• **ACTION ITEM**
From the top of the records below, return each line exactly, ending with the line that contains "use config_tool::profile_config::ProfileConfig;".

[Stored data entries]

################

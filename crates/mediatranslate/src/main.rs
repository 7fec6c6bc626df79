#![cfg_attr(test, allow(warnings))]

mod args;
mod output;

use std::io;
use std::process::ExitCode;

use anyhow::{Context, bail};
use clap::Parser;
use futures_util::StreamExt;
use tokio::select;
use tokio_util::sync::CancellationToken;
use tracing::{error, info, warn};

use config_tool::config_store::ConfigFile;
use config_tool::profile_config::ProfileConfig;
use mediatranslation_client::audio_stream::{AudioCapture, AudioStream};
use mediatranslation_client::{SpeechTranslationServiceAsyncClient, TransportChoice, TranslationSession};
use pw_record_recorder::PwRecordRecorder;
use wav_playback::{WavFormat, WavPlayback};

use crate::args::Args;
use crate::output::TranslationPrinter;

#[tokio::main]
async fn main() -> ExitCode {
    init_tracing();

    match run(Args::parse()).await {
        Ok(()) => ExitCode::SUCCESS,
        Err(err) => {
            error!("{err:#}");
            ExitCode::FAILURE
        }
    }
}

fn init_tracing() {
    // Use env filter when configured, fall back to warn-level logging on
    // stderr so translations own stdout.
    let env_filter = tracing_subscriber::EnvFilter::try_from_default_env()
        .unwrap_or_else(|_| tracing_subscriber::EnvFilter::new("warn"));

    tracing_subscriber::fmt()
        .with_env_filter(env_filter)
        .with_target(false)
        .with_writer(io::stderr)
        .init();
}

fn load_profile(args: &Args) -> anyhow::Result<ProfileConfig> {
    let config = match &args.config {
        Some(path) => ConfigFile::load_from(path),
        None => ConfigFile::load(),
    }
    .context("failed to load config")?;
    Ok(config.profile(&args.profile)?.clone())
}

/// Ways a WAV file differs from the audio the profile announces.
fn format_mismatches(format: &WavFormat, profile: &ProfileConfig) -> Vec<String> {
    let mut mismatches = Vec::new();
    if i64::from(format.sample_rate) != i64::from(profile.sample_rate_hertz) {
        mismatches.push(format!(
            "sampled at {} Hz but the profile announces {} Hz",
            format.sample_rate, profile.sample_rate_hertz
        ));
    }
    if profile.audio_encoding.eq_ignore_ascii_case("linear16") {
        if format.channels != 1 {
            mismatches.push(format!(
                "has {} channels but linear16 expects mono",
                format.channels
            ));
        }
        if format.bits_per_sample != 16 {
            mismatches.push(format!(
                "has {}-bit samples but linear16 expects 16-bit",
                format.bits_per_sample
            ));
        }
    }
    mismatches
}

fn open_audio(
    args: &Args,
    profile: &ProfileConfig,
    cancellation: CancellationToken,
) -> anyhow::Result<AudioStream> {
    if let Some(path) = &args.file {
        let playback = WavPlayback::new(path.clone())
            .with_context(|| format!("failed to open {}", path.display()))?;
        for mismatch in format_mismatches(&playback.format(), profile) {
            warn!("{}: {mismatch}", path.display());
        }
        return Ok(playback.create(cancellation)?);
    }

    let sample_rate = u32::try_from(profile.sample_rate_hertz)
        .context("sample_rate_hertz must be positive")?;
    let recorder = PwRecordRecorder::new(sample_rate)?;
    recorder
        .create(cancellation)
        .context("failed to start pw-record")
}

async fn run(args: Args) -> anyhow::Result<()> {
    let profile = load_profile(&args)?;

    let mut client_options = profile.client.clone();
    if let Some(endpoint) = &args.endpoint {
        client_options = client_options.with_api_endpoint(endpoint.clone());
    }
    let client = SpeechTranslationServiceAsyncClient::new(
        profile.credentials(),
        TransportChoice::default(),
        Some(client_options),
    )
    .await
    .context("failed to create client")?;

    let session = TranslationSession::new(profile.to_streaming_config());
    let cancellation = session.cancellation_token();
    let audio = open_audio(&args, &profile, cancellation.clone())?;
    let mut events = session.run(&client, audio, args.call_options()).await?;
    info!("translating {} -> {}", profile.source_language_code, profile.target_language_code);

    let mut printer = TranslationPrinter::new(io::stdout());
    let mut interrupted = false;
    loop {
        select! {
            signal = tokio::signal::ctrl_c() => {
                signal?;
                if interrupted {
                    printer.finish()?;
                    bail!("interrupted");
                }
                // Closing the audio lets the service flush its final result.
                info!("interrupted, waiting for the final translation");
                interrupted = true;
                cancellation.cancel();
            }
            event = events.next() => {
                match event {
                    Some(event) => printer.print(&event?)?,
                    None => break,
                }
            }
        }
    }
    printer.finish()?;
    Ok(())
}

################

• **ANSWER TO THE EXERCISE**
filename crates/mediatranslate/src/main.rs
repository 7fec6c6bc626df79
#![cfg_attr(test, allow(warnings))]

mod args;
mod output;

use std::io;
use std::process::ExitCode;

use anyhow::{Context, bail};
use clap::Parser;
use futures_util::StreamExt;
use tokio::select;
use tokio_util::sync::CancellationToken;
use tracing::{error, info, warn};

use config_tool::config_store::ConfigFile;
use config_tool::profile_config::ProfileConfig;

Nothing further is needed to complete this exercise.